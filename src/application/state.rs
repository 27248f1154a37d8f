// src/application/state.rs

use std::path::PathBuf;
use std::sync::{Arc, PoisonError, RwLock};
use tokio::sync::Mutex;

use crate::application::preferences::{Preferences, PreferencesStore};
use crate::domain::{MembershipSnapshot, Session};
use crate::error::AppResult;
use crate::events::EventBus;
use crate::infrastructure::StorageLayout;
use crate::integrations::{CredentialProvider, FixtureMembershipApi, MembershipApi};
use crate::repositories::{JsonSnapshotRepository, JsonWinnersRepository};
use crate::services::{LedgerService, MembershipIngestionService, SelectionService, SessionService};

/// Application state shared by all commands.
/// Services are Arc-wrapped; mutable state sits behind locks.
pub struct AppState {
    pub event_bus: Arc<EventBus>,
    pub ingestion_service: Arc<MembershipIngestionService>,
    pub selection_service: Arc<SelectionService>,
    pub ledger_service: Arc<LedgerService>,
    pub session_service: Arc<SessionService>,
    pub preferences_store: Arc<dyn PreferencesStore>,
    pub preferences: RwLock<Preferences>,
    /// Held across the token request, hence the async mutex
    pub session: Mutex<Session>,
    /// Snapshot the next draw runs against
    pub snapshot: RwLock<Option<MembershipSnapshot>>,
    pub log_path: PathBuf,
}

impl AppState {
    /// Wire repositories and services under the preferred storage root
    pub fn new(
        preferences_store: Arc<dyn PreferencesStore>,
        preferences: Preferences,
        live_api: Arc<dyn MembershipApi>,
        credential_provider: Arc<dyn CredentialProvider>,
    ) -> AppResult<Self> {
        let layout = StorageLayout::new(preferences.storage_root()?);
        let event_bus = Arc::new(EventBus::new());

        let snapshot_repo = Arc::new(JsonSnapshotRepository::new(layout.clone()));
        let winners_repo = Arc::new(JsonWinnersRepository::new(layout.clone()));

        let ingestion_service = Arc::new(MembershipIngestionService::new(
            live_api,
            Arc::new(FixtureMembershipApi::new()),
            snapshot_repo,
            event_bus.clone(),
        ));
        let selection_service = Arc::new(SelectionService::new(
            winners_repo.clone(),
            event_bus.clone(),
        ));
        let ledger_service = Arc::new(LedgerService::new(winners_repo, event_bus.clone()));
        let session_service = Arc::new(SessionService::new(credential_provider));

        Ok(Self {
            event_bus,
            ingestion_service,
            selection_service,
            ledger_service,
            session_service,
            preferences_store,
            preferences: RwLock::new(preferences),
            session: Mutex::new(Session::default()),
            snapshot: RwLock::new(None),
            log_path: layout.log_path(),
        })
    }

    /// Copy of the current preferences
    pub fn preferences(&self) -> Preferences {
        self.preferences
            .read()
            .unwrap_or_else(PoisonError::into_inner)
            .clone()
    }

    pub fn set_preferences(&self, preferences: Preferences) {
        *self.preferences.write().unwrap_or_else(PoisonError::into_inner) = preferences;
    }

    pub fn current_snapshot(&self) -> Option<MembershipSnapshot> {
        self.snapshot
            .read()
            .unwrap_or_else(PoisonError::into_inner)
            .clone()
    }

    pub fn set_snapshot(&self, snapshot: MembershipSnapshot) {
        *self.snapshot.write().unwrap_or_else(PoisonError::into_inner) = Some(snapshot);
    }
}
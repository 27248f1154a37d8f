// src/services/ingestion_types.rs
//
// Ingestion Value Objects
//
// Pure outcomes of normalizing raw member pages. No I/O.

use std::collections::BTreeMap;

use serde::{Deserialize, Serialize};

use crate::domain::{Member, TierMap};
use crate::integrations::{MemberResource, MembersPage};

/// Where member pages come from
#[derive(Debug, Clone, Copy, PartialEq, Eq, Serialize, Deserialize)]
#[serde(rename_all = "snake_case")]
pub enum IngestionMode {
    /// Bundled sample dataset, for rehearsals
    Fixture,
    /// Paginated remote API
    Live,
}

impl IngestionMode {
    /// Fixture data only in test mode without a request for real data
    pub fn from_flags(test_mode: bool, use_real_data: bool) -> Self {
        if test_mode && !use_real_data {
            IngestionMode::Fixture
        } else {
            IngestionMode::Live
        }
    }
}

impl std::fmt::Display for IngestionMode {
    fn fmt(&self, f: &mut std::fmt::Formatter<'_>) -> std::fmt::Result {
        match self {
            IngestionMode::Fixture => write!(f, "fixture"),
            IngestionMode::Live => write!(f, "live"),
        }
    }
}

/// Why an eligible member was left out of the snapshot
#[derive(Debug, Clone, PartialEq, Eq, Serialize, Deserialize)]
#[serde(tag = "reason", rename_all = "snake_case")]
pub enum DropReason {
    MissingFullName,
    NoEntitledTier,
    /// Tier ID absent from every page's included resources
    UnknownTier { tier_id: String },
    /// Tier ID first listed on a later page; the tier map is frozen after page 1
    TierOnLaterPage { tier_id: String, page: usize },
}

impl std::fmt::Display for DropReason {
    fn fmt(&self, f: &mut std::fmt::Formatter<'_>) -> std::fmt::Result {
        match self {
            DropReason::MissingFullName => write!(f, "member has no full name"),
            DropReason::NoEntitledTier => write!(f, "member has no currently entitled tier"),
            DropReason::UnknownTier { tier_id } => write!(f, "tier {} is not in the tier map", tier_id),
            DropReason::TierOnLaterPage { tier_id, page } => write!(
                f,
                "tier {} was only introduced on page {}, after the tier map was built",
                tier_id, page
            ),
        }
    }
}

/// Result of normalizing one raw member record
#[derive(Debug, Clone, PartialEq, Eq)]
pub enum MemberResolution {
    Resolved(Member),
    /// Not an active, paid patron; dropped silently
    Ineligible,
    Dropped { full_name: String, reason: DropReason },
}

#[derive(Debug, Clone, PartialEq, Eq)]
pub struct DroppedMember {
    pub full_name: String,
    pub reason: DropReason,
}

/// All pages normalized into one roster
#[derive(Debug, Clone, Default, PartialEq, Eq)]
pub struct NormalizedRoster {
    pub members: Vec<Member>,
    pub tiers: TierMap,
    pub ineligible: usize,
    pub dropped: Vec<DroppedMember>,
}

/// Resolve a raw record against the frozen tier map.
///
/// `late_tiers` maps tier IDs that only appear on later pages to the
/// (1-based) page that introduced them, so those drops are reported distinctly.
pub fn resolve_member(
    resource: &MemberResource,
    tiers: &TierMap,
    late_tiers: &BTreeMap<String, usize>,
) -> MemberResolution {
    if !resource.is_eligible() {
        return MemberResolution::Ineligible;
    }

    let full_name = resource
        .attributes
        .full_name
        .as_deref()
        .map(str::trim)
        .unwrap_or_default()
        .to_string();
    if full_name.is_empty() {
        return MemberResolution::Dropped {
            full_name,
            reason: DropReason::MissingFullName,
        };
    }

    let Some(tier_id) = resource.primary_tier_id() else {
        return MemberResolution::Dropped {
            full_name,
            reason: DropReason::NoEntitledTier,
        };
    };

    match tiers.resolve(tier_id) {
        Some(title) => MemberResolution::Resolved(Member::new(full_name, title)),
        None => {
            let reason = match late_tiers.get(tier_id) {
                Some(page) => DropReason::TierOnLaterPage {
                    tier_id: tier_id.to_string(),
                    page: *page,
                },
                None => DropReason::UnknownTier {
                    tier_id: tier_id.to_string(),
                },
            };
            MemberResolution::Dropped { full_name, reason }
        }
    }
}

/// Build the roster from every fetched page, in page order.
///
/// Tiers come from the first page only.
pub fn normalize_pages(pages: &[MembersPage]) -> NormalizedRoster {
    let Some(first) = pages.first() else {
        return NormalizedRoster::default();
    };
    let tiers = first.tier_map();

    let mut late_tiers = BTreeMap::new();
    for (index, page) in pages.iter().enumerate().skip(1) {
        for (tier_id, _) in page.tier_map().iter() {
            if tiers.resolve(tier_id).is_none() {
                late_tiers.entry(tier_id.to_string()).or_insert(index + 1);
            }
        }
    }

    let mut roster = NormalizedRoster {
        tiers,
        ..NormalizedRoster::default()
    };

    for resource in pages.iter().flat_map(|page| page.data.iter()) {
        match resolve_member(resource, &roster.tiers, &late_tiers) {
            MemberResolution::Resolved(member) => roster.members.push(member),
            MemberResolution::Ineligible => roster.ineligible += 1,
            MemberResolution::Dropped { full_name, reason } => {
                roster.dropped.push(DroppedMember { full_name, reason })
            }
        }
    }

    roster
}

______

* [YOUR GOAL]:
From the records, copy every line that has the string "MembersPage" in it.

* [SOLUTION]:
use crate::integrations::{MemberResource, MembersPage};
pub fn normalize_pages(pages: &[MembersPage]) -> NormalizedRoster {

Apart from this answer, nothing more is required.